Earthen glacis star forts, surrounded by moats, would remain the main defensive structures of the Rennaisance-to-Reformation-to-Enlightenment era. They would defend Amsterdam, Sienna, Lille, or Osijek in Europe as much as they would defend Quebec or West Point in the Americas. What would change about them, pretty much, was the complexity and sheer scale to which they would be built. The addition of ravelins, hornworks, tenaille, and all manner of organic topological incorporation into such fortification designs was what differentiated an earlier fort from more advanced versions. The problem they created, though, was that they would entirely dominate a city's landscape, and dictate the degree and extent to which a town could expand.

Earthen star-forts would remain paramount throughout the EU IV era until the invention of the timed-fuse explosive shells of the 19th century, and the replacement of earthen star forts by brick-and-mortar multi-tier casement fortifications of the 1820s-1830s, just after the EUIV period. Such fort designs then lasted until the advent of high explosives in the 1860s. These "Vicky 2" / American Civil War casement forts would be replaced by concrete in the 1880s.

However, rather than create such fortifications around entire cities, the industrial era urban growth meant that it was now utterly impractical to wall a city in, as you would with a star fort and bastion system. Instead, you'd put a fortification at a key approach to a city, such as at the harbor, or on a hill. Thus, not long after the end of the EUIV period, many cities got rid of their magnificent star forts as useless impediments to civil development.

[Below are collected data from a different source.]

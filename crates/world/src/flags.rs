//! Per-slot flag storage
//!
//! - [`BitSet`]: fixed-capacity bitset indexed by avatar slot
//! - [`DoubleBufferedBits`]: the same, with a snapshot of the previous tick
//! - [`ObserverExtFlags`]: extended-info bits still owed to one observer

/// Fixed-capacity bitset
#[derive(Debug, Clone, PartialEq, Eq)]
pub struct BitSet {
    words: Vec<u64>,
    capacity: usize,
}

impl BitSet {
    pub fn new(capacity: usize) -> Self {
        Self {
            words: vec![0; (capacity + 63) / 64],
            capacity,
        }
    }

    #[inline]
    pub fn capacity(&self) -> usize {
        self.capacity
    }

    /// Set bit `index`, returning whether it was previously clear
    ///
    /// Indices beyond capacity are ignored.
    #[inline]
    pub fn set(&mut self, index: usize) -> bool {
        if index >= self.capacity {
            return false;
        }
        let word = &mut self.words[index >> 6];
        let bit = 1u64 << (index & 63);
        let was_clear = *word & bit == 0;
        *word |= bit;
        was_clear
    }

    /// Clear bit `index`, returning whether it was previously set
    #[inline]
    pub fn unset(&mut self, index: usize) -> bool {
        if index >= self.capacity {
            return false;
        }
        let word = &mut self.words[index >> 6];
        let bit = 1u64 << (index & 63);
        let was_set = *word & bit != 0;
        *word &= !bit;
        was_set
    }

    #[inline]
    pub fn get(&self, index: usize) -> bool {
        index < self.capacity && self.words[index >> 6] & (1u64 << (index & 63)) != 0
    }

    pub fn clear(&mut self) {
        self.words.fill(0);
    }

    pub fn count(&self) -> usize {
        self.words.iter().map(|w| w.count_ones() as usize).sum()
    }

    pub fn is_empty(&self) -> bool {
        self.words.iter().all(|&w| w == 0)
    }

    /// Set indices in ascending order
    pub fn iter(&self) -> impl Iterator<Item = usize> + '_ {
        self.words.iter().enumerate().flat_map(|(i, &word)| {
            let mut remaining = word;
            std::iter::from_fn(move || {
                if remaining == 0 {
                    return None;
                }
                let bit = remaining.trailing_zeros() as usize;
                remaining &= remaining - 1;
                Some(i * 64 + bit)
            })
        })
    }

    /// Copy every bit from `other`, which must have the same capacity
    pub fn copy_from(&mut self, other: &BitSet) {
        debug_assert_eq!(self.capacity, other.capacity);
        self.words.copy_from_slice(&other.words);
    }
}

/// Bitset with the state at the start of the tick kept alongside
///
/// Reads of [`previous`](Self::previous) during a tick see the state the
/// client also had, while [`current`](Self::current) accumulates this tick's
/// changes. [`roll`](Self::roll) makes current the new previous.
#[derive(Debug, Clone)]
pub struct DoubleBufferedBits {
    current: BitSet,
    previous: BitSet,
}

impl DoubleBufferedBits {
    pub fn new(capacity: usize) -> Self {
        Self {
            current: BitSet::new(capacity),
            previous: BitSet::new(capacity),
        }
    }

    #[inline]
    pub fn current(&self) -> &BitSet {
        &self.current
    }

    #[inline]
    pub fn previous(&self) -> &BitSet {
        &self.previous
    }

    #[inline]
    pub fn set(&mut self, index: usize) -> bool {
        self.current.set(index)
    }

    #[inline]
    pub fn unset(&mut self, index: usize) -> bool {
        self.current.unset(index)
    }

    #[inline]
    pub fn is_set(&self, index: usize) -> bool {
        self.current.get(index)
    }

    #[inline]
    pub fn was_set(&self, index: usize) -> bool {
        self.previous.get(index)
    }

    /// End of tick: previous becomes a copy of current
    pub fn roll(&mut self) {
        self.previous.copy_from(&self.current);
    }

    /// Discard this tick's changes
    pub fn revert(&mut self) {
        self.current.copy_from(&self.previous);
    }

    pub fn clear(&mut self) {
        self.current.clear();
        self.previous.clear();
    }
}

/// Extended-info block bits one observer is still owed, per avatar slot
#[derive(Debug, Clone)]
pub struct ObserverExtFlags {
    flags: Vec<u32>,
}

impl ObserverExtFlags {
    pub fn new(capacity: usize) -> Self {
        Self {
            flags: vec![0; capacity],
        }
    }

    /// Add `bits` to what is owed for `index`
    #[inline]
    pub fn owe(&mut self, index: usize, bits: u32) {
        if let Some(slot) = self.flags.get_mut(index) {
            *slot |= bits;
        }
    }

    #[inline]
    pub fn get(&self, index: usize) -> u32 {
        self.flags.get(index).copied().unwrap_or(0)
    }

    /// Take and reset what is owed for `index`
    #[inline]
    pub fn take(&mut self, index: usize) -> u32 {
        self.flags.get_mut(index).map(std::mem::take).unwrap_or(0)
    }

    pub fn reset(&mut self) {
        self.flags.fill(0);
    }
}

To me, the main takeaway is that there should be a sort of "arc" of siege storytelling in EUIV. at first, castles should be mighty until you get your hands on your first cannon. Then cannon should be mighty, until you get your Level 1's (presumably old stone castles) updated to the early trace Italienne (level 2+). Then those should be awesome until you get your first mortars, and so on. There should be a sense of see-saws back and forth.

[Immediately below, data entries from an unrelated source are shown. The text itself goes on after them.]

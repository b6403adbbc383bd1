//! # Extended info framework
//!
//! An extended info block is one optional property of an avatar (animation,
//! chat, appearance...) sent alongside its movement record. Each tick the
//! avatar raises a bit in its flag word for every block that changed, and
//! each observer receives the flagged blocks in a platform-specific order.
//!
//! ## Block storage
//!
//! - [`Cached`]: encoded once per platform in the precompute phase and copied
//!   byte-for-byte into every observer's packet
//! - [`OnDemand`]: encoded per observer at write time, for blocks whose bytes
//!   depend on who is looking (hit marks, observer tints)
//!
//! ## Layouts
//!
//! An [`ExtInfoLayout`] is the per-platform contract table: which wire bit each
//! block uses, which bits mark an extended flag word, and the order blocks are
//! written in. Layouts are opaque tables; nothing about one platform is
//! derived from another.

pub mod blocks;
pub mod desktop;
pub mod mobile;
pub mod npc;
pub mod player;

use bytes::{BufMut, BytesMut};
use std::fmt::Debug;
use std::sync::Arc;
use tilesync_core::{Platform, Result, SyncError};
use tilesync_protocol::{BufferRecycler, SharedBuf};

pub use blocks::*;
pub use npc::{NpcBlock, NpcEncoders, NpcExtendedInfo};
pub use player::{PlayerBlock, PlayerEncoders, PlayerExtendedInfo};

/// Common behaviour of a stored block
pub trait ExtendedInfoBlock {
    /// Reset to the default value and release any encoded buffers
    ///
    /// Calling it twice is the same as calling it once.
    fn clear(&mut self, recycler: &BufferRecycler);

    /// Whether the value equals its default
    fn is_default(&self) -> bool;
}

/// Encodes a block once for every observer on one platform
pub trait PrecomputedEncoder<T>: Send + Sync {
    fn precompute(&self, value: &T, out: &mut BytesMut) -> Result<()>;
}

impl<T, F> PrecomputedEncoder<T> for F
where
    F: Fn(&T, &mut BytesMut) -> Result<()> + Send + Sync,
{
    fn precompute(&self, value: &T, out: &mut BytesMut) -> Result<()> {
        self(value, out)
    }
}

/// Encodes a block for one (observer, owner) pair
pub trait OnDemandEncoder<T>: Send + Sync {
    fn encode(&self, out: &mut BytesMut, observer: usize, owner: usize, value: &T) -> Result<()>;
}

impl<T, F> OnDemandEncoder<T> for F
where
    F: Fn(&mut BytesMut, usize, usize, &T) -> Result<()> + Send + Sync,
{
    fn encode(&self, out: &mut BytesMut, observer: usize, owner: usize, value: &T) -> Result<()> {
        self(out, observer, owner, value)
    }
}

/// Block value with one precomputed buffer per platform
#[derive(Debug)]
pub struct Cached<T> {
    value: T,
    buffers: [Option<SharedBuf>; Platform::COUNT],
}

impl<T: Default + PartialEq> Cached<T> {
    pub fn new() -> Self {
        Self {
            value: T::default(),
            buffers: [const { None }; Platform::COUNT],
        }
    }

    #[inline]
    pub fn value(&self) -> &T {
        &self.value
    }

    /// Replace the value; buffers encoded for the old value are retired
    pub fn set(&mut self, value: T, recycler: &BufferRecycler) {
        self.release(recycler);
        self.value = value;
    }

    /// Encode the value for `platform` unless already done
    ///
    /// # Errors
    /// Whatever the encoder returns; no buffer is stored in that case
    pub fn precompute(
        &mut self,
        platform: Platform,
        encoder: &dyn PrecomputedEncoder<T>,
        recycler: &BufferRecycler,
    ) -> Result<()> {
        let slot = &mut self.buffers[platform.index()];
        if slot.is_some() {
            return Ok(());
        }
        let mut buf = recycler.alloc(32);
        encoder.precompute(&self.value, &mut buf)?;
        *slot = Some(Arc::new(buf));
        Ok(())
    }

    #[inline]
    pub fn is_precomputed(&self, platform: Platform) -> bool {
        self.buffers[platform.index()].is_some()
    }

    /// Copy the precomputed bytes for `platform` into `out`
    ///
    /// # Errors
    /// `ExtendedInfo` if nothing was precomputed for the platform
    pub fn write(&self, platform: Platform, out: &mut BytesMut) -> Result<()> {
        match &self.buffers[platform.index()] {
            Some(buf) => {
                out.put_slice(buf);
                Ok(())
            }
            None => Err(SyncError::ExtendedInfo(format!(
                "block not precomputed for {}",
                platform.as_str()
            ))),
        }
    }

    /// Hand every buffer to the recycler, keeping the value
    pub fn release(&mut self, recycler: &BufferRecycler) {
        for slot in self.buffers.iter_mut() {
            if let Some(buf) = slot.take() {
                recycler.retire(buf);
            }
        }
    }
}

impl<T: Default + PartialEq> Default for Cached<T> {
    fn default() -> Self {
        Self::new()
    }
}

impl<T: Default + PartialEq> ExtendedInfoBlock for Cached<T> {
    fn clear(&mut self, recycler: &BufferRecycler) {
        self.release(recycler);
        self.value = T::default();
    }

    fn is_default(&self) -> bool {
        self.value == T::default()
    }
}

/// Block value encoded per observer at write time
#[derive(Debug, Default)]
pub struct OnDemand<T> {
    value: T,
}

impl<T: Default + PartialEq> OnDemand<T> {
    pub fn new() -> Self {
        Self { value: T::default() }
    }

    #[inline]
    pub fn value(&self) -> &T {
        &self.value
    }

    #[inline]
    pub fn value_mut(&mut self) -> &mut T {
        &mut self.value
    }

    pub fn set(&mut self, value: T) {
        self.value = value;
    }

    pub fn write(
        &self,
        out: &mut BytesMut,
        encoder: &dyn OnDemandEncoder<T>,
        observer: usize,
        owner: usize,
    ) -> Result<()> {
        encoder.encode(out, observer, owner, &self.value)
    }
}

impl<T: Default + PartialEq> ExtendedInfoBlock for OnDemand<T> {
    fn clear(&mut self, _recycler: &BufferRecycler) {
        self.value = T::default();
    }

    fn is_default(&self) -> bool {
        self.value == T::default()
    }
}

/// A block identifier usable in an [`ExtInfoLayout`]
pub trait BlockKind: Copy + Eq + Debug + Send + Sync + 'static {
    /// Bit of this block in the owner's internal flag word
    fn mask(self) -> u32;
}

/// Flag word extension markers
///
/// The word is written low byte first. When any bit above the first byte is
/// set, `extend_short` is raised in the first byte and a second byte follows;
/// likewise `extend_medium` (in the second byte) announces a third.
#[derive(Debug, Clone, Copy, PartialEq, Eq)]
pub struct FlagWordFormat {
    pub extend_short: u32,
    pub extend_medium: Option<u32>,
}

/// One platform's extended info contract
#[derive(Debug)]
pub struct ExtInfoLayout<K: 'static> {
    pub platform: Platform,
    pub format: FlagWordFormat,
    /// `(block, wire bit)` in write order
    pub order: &'static [(K, u32)],
}

impl<K: BlockKind> ExtInfoLayout<K> {
    /// Translate internal block bits into this platform's wire bits
    pub fn wire_flags(&self, flags: u32) -> u32 {
        self.order
            .iter()
            .filter(|(kind, _)| flags & kind.mask() != 0)
            .fold(0, |word, (_, bit)| word | bit)
    }

    /// Append the flag word for `wire`, adding extension markers as needed
    ///
    /// # Errors
    /// `ExtendedInfo` if the word needs a third byte the format lacks
    pub fn write_flag_word(&self, wire: u32, out: &mut BytesMut) -> Result<()> {
        let mut word = wire;
        if word > 0xFF {
            word |= self.format.extend_short;
        }
        let medium = word > 0xFFFF;
        if medium {
            match self.format.extend_medium {
                Some(marker) => word |= marker,
                None => {
                    return Err(SyncError::ExtendedInfo(format!(
                        "flag word {:#x} needs a third byte on {}",
                        wire,
                        self.platform.as_str()
                    )))
                }
            }
        }
        out.put_u8(word as u8);
        if word & self.format.extend_short != 0 {
            out.put_u8((word >> 8) as u8);
        }
        if medium {
            out.put_u8((word >> 16) as u8);
        }
        Ok(())
    }

    /// Read a flag word written by [`write_flag_word`](Self::write_flag_word)
    ///
    /// Marker bits are left in the returned word; [`blocks_in`](Self::blocks_in)
    /// ignores them.
    pub fn read_flag_word<B: bytes::Buf>(&self, buf: &mut B) -> Result<u32> {
        let mut word = tilesync_protocol::read_g1(buf)? as u32;
        if word & self.format.extend_short != 0 {
            word |= (tilesync_protocol::read_g1(buf)? as u32) << 8;
            if let Some(marker) = self.format.extend_medium {
                if word & marker != 0 {
                    word |= (tilesync_protocol::read_g1(buf)? as u32) << 16;
                }
            }
        }
        Ok(word)
    }

    /// Blocks present in a wire word, in write order
    pub fn blocks_in(&self, wire: u32) -> impl Iterator<Item = K> + '_ {
        self.order
            .iter()
            .filter(move |(_, bit)| wire & bit != 0)
            .map(|(kind, _)| *kind)
    }

    /// Write the flag word followed by every flagged block
    ///
    /// `write_block` is called once per set block, in table order.
    pub fn write_blocks<F>(&self, flags: u32, out: &mut BytesMut, mut write_block: F) -> Result<()>
    where
        F: FnMut(K, &mut BytesMut) -> Result<()>,
    {
        self.write_flag_word(self.wire_flags(flags), out)?;
        for (kind, _) in self.order {
            if flags & kind.mask() != 0 {
                write_block(*kind, out)?;
            }
        }
        Ok(())
    }

    /// Check the table is self-consistent
    ///
    /// # Errors
    /// `ExtendedInfo` if a block appears twice, two blocks share a wire bit,
    /// or a block bit collides with an extension marker
    pub fn validate(&self) -> Result<()> {
        let markers = self.format.extend_short | self.format.extend_medium.unwrap_or(0);
        let mut seen_bits = 0u32;
        let mut seen_blocks = 0u32;
        for (kind, bit) in self.order {
            if bit.count_ones() != 1 || bit & (markers | seen_bits) != 0 {
                return Err(SyncError::ExtendedInfo(format!(
                    "{} layout: wire bit {:#x} of {:?} is reused",
                    self.platform.as_str(),
                    bit,
                    kind
                )));
            }
            if seen_blocks & kind.mask() != 0 {
                return Err(SyncError::ExtendedInfo(format!(
                    "{} layout: {:?} listed twice",
                    self.platform.as_str(),
                    kind
                )));
            }
            seen_bits |= bit;
            seen_blocks |= kind.mask();
        }
        Ok(())
    }
}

Yet as I said in a prior post, fortifications should be reduced in value by the late game even as their defenses got more elaborate. This trend should occur starting in the mid-1700s. Approximately the time of Frederick the Great. First of all, fixed fortifications were damned expensive. Second of all, larger field armies could do things at a range that a fort sitting around your own backyard could not do. There was a trend towards temporary fortifications. Field fortifications. Mobile warfare and defense in depth.

"Frederick the Great, the best-known eighteenth-century military mind and practitioner, continued this anti-fortification mode of thinking. Although he continued the heritage of besieging some enemy cities while protecting his own, the Prussian king sent his armies on fast-moving campaigns, bypassing fortified frontiers where appropriate. Frederick's victories represented a synthesis of fortification and mobility, as opposed to a simple focus on the former (Duffy 1985: 145-147), and their fame influenced other leaders to deemphasize fortress mania." — Bryan Alexander, "Gothic in Cyberspace," The Gothic World, Glennis Byron, Dale Townshend eds., pg. 146

By the time of the Napeoleonic wars, a lot of these fortresses should simply be deprecated by the advent of wars of maneuver. Fortifications, at some point, should lose their capacity to create a "zone of control." Napoleon would leave a besieging force to make sure his lines of logistics were kept open, but otherwise kept moving. There were key sieges of note, such as the siege of Almeida (1810), but in general, "Napoleon impressed his generals not to attack, but to bypass fortified positions in order to spare their men." — Napoleon On War, Bruno Colson, ed. p. 276.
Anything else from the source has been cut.